* **TASK BRIEF**
Repeat each line of the material exactly.

* **DATA RECORDS**
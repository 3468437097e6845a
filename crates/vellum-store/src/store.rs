//! Loading and exporting the JSON post collection.

use std::fs;
use std::io;
use std::path::{Path, PathBuf};

use crate::post::Post;

/// Errors that can occur loading the post store.
#[derive(Debug, thiserror::Error)]
pub enum StoreError {
    #[error("post store not found: {0}")]
    NotFound(String),

    #[error("failed to read post store: {0}")]
    Read(String),

    #[error("post store is not a valid JSON post array: {0}")]
    InvalidJson(String),
}

/// Read-only access to the `posts.json` collection.
pub struct JsonPostStore {
    path: PathBuf,
}

impl JsonPostStore {
    /// Create a store for the given file path.
    pub fn new(path: impl Into<PathBuf>) -> Self {
        Self { path: path.into() }
    }

    /// Path of the underlying JSON document.
    pub fn path(&self) -> &Path {
        &self.path
    }

    /// Load the full post collection.
    ///
    /// A missing file is reported as [`StoreError::NotFound`] so callers can
    /// treat it as "no posts yet" rather than a load failure.
    pub fn load(&self) -> Result<Vec<Post>, StoreError> {
        let raw = match fs::read_to_string(&self.path) {
            Ok(raw) => raw,
            Err(e) if e.kind() == io::ErrorKind::NotFound => {
                return Err(StoreError::NotFound(self.path.display().to_string()));
            }
            Err(e) => return Err(StoreError::Read(e.to_string())),
        };

        serde_json::from_str(&raw).map_err(|e| StoreError::InvalidJson(e.to_string()))
    }

    /// Load the collection, tolerating a missing or broken store.
    ///
    /// Used to seed the admin session, which starts empty when the store
    /// does not exist yet.
    pub fn load_or_empty(&self) -> Vec<Post> {
        match self.load() {
            Ok(posts) => posts,
            Err(StoreError::NotFound(path)) => {
                tracing::warn!("{} not found, starting with an empty collection", path);
                Vec::new()
            }
            Err(e) => {
                tracing::error!("failed to load posts: {}", e);
                Vec::new()
            }
        }
    }
}

/// Serialize a post collection to indented JSON for manual export.
pub fn export_json(posts: &[Post]) -> serde_json::Result<String> {
    serde_json::to_string_pretty(posts)
}

#[cfg(test)]
mod tests {
    use super::*;
    use tempfile::tempdir;

    #[test]
    fn loads_post_array() {
        let temp = tempdir().unwrap();
        let path = temp.path().join("posts.json");
        fs::write(
            &path,
            r#"[{"id":"p1","title":"A","date":"2024-01-01","content":"hi"}]"#,
        )
        .unwrap();

        let posts = JsonPostStore::new(&path).load().unwrap();

        assert_eq!(posts.len(), 1);
        assert_eq!(posts[0].id, "p1");
        assert_eq!(posts[0].summary, None);
    }

    #[test]
    fn missing_file_is_not_found() {
        let temp = tempdir().unwrap();
        let store = JsonPostStore::new(temp.path().join("posts.json"));

        assert!(matches!(store.load(), Err(StoreError::NotFound(_))));
        assert!(store.load_or_empty().is_empty());
    }

    #[test]
    fn malformed_json_is_a_load_failure() {
        let temp = tempdir().unwrap();
        let path = temp.path().join("posts.json");
        fs::write(&path, "{\"not\": \"an array\"}").unwrap();

        let store = JsonPostStore::new(&path);

        assert!(matches!(store.load(), Err(StoreError::InvalidJson(_))));
        assert!(store.load_or_empty().is_empty());
    }

    #[test]
    fn export_is_indented() {
        let posts = vec![Post {
            id: "p1".to_string(),
            title: "A".to_string(),
            date: "2024-01-01".to_string(),
            content: "hi".to_string(),
            summary: None,
        }];

        let json = export_json(&posts).unwrap();

        assert!(json.starts_with("[\n"));
        assert!(json.contains("  \"id\": \"p1\""));
    }
}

* **REPLY**
repository 3468437097e6845a
filename crates/vellum-store/src/store.rs
//! Loading and exporting the JSON post collection.

use std::fs;
use std::io;
use std::path::{Path, PathBuf};

use crate::post::Post;

/// Errors that can occur loading the post store.
#[derive(Debug, thiserror::Error)]
pub enum StoreError {
    #[error("post store not found: {0}")]
    NotFound(String),

    #[error("failed to read post store: {0}")]
    Read(String),

    #[error("post store is not a valid JSON post array: {0}")]
    InvalidJson(String),
}

/// Read-only access to the `posts.json` collection.
pub struct JsonPostStore {
    path: PathBuf,
}

impl JsonPostStore {
    /// Create a store for the given file path.
    pub fn new(path: impl Into<PathBuf>) -> Self {
        Self { path: path.into() }
    }

    /// Path of the underlying JSON document.
    pub fn path(&self) -> &Path {
        &self.path
    }

    /// Load the full post collection.
    ///
    /// A missing file is reported as [`StoreError::NotFound`] so callers can
    /// treat it as "no posts yet" rather than a load failure.
    pub fn load(&self) -> Result<Vec<Post>, StoreError> {
        let raw = match fs::read_to_string(&self.path) {
            Ok(raw) => raw,
            Err(e) if e.kind() == io::ErrorKind::NotFound => {
                return Err(StoreError::NotFound(self.path.display().to_string()));
            }
            Err(e) => return Err(StoreError::Read(e.to_string())),
        };

        serde_json::from_str(&raw).map_err(|e| StoreError::InvalidJson(e.to_string()))
    }

    /// Load the collection, tolerating a missing or broken store.
    ///
    /// Used to seed the admin session, which starts empty when the store
    /// does not exist yet.
    pub fn load_or_empty(&self) -> Vec<Post> {
        match self.load() {
            Ok(posts) => posts,
            Err(StoreError::NotFound(path)) => {
                tracing::warn!("{} not found, starting with an empty collection", path);
                Vec::new()
            }
            Err(e) => {
                tracing::error!("failed to load posts: {}", e);
                Vec::new()
            }
        }
    }
}

/// Serialize a post collection to indented JSON for manual export.
pub fn export_json(posts: &[Post]) -> serde_json::Result<String> {
    serde_json::to_string_pretty(posts)
}

#[cfg(test)]
mod tests {
    use super::*;
    use tempfile::tempdir;

    #[test]
    fn loads_post_array() {
        let temp = tempdir().unwrap();
        let path = temp.path().join("posts.json");
        fs::write(
            &path,
            r#"[{"id":"p1","title":"A","date":"2024-01-01","content":"hi"}]"#,
        )
        .unwrap();

        let posts = JsonPostStore::new(&path).load().unwrap();

        assert_eq!(posts.len(), 1);
        assert_eq!(posts[0].id, "p1");
        assert_eq!(posts[0].summary, None);
    }

    #[test]
    fn missing_file_is_not_found() {
        let temp = tempdir().unwrap();
        let store = JsonPostStore::new(temp.path().join("posts.json"));

        assert!(matches!(store.load(), Err(StoreError::NotFound(_))));
        assert!(store.load_or_empty().is_empty());
    }

    #[test]
    fn malformed_json_is_a_load_failure() {
        let temp = tempdir().unwrap();
        let path = temp.path().join("posts.json");
        fs::write(&path, "{\"not\": \"an array\"}").unwrap();

        let store = JsonPostStore::new(&path);

        assert!(matches!(store.load(), Err(StoreError::InvalidJson(_))));
        assert!(store.load_or_empty().is_empty());
    }

    #[test]
    fn export_is_indented() {
        let posts = vec![Post {
            id: "p1".to_string(),
            title: "A".to_string(),
            date: "2024-01-01".to_string(),
            content: "hi".to_string(),
            summary: None,
        }];

        let json = export_json(&posts).unwrap();

        assert!(json.starts_with("[\n"));
        assert!(json.contains("  \"id\": \"p1\""));
    }
}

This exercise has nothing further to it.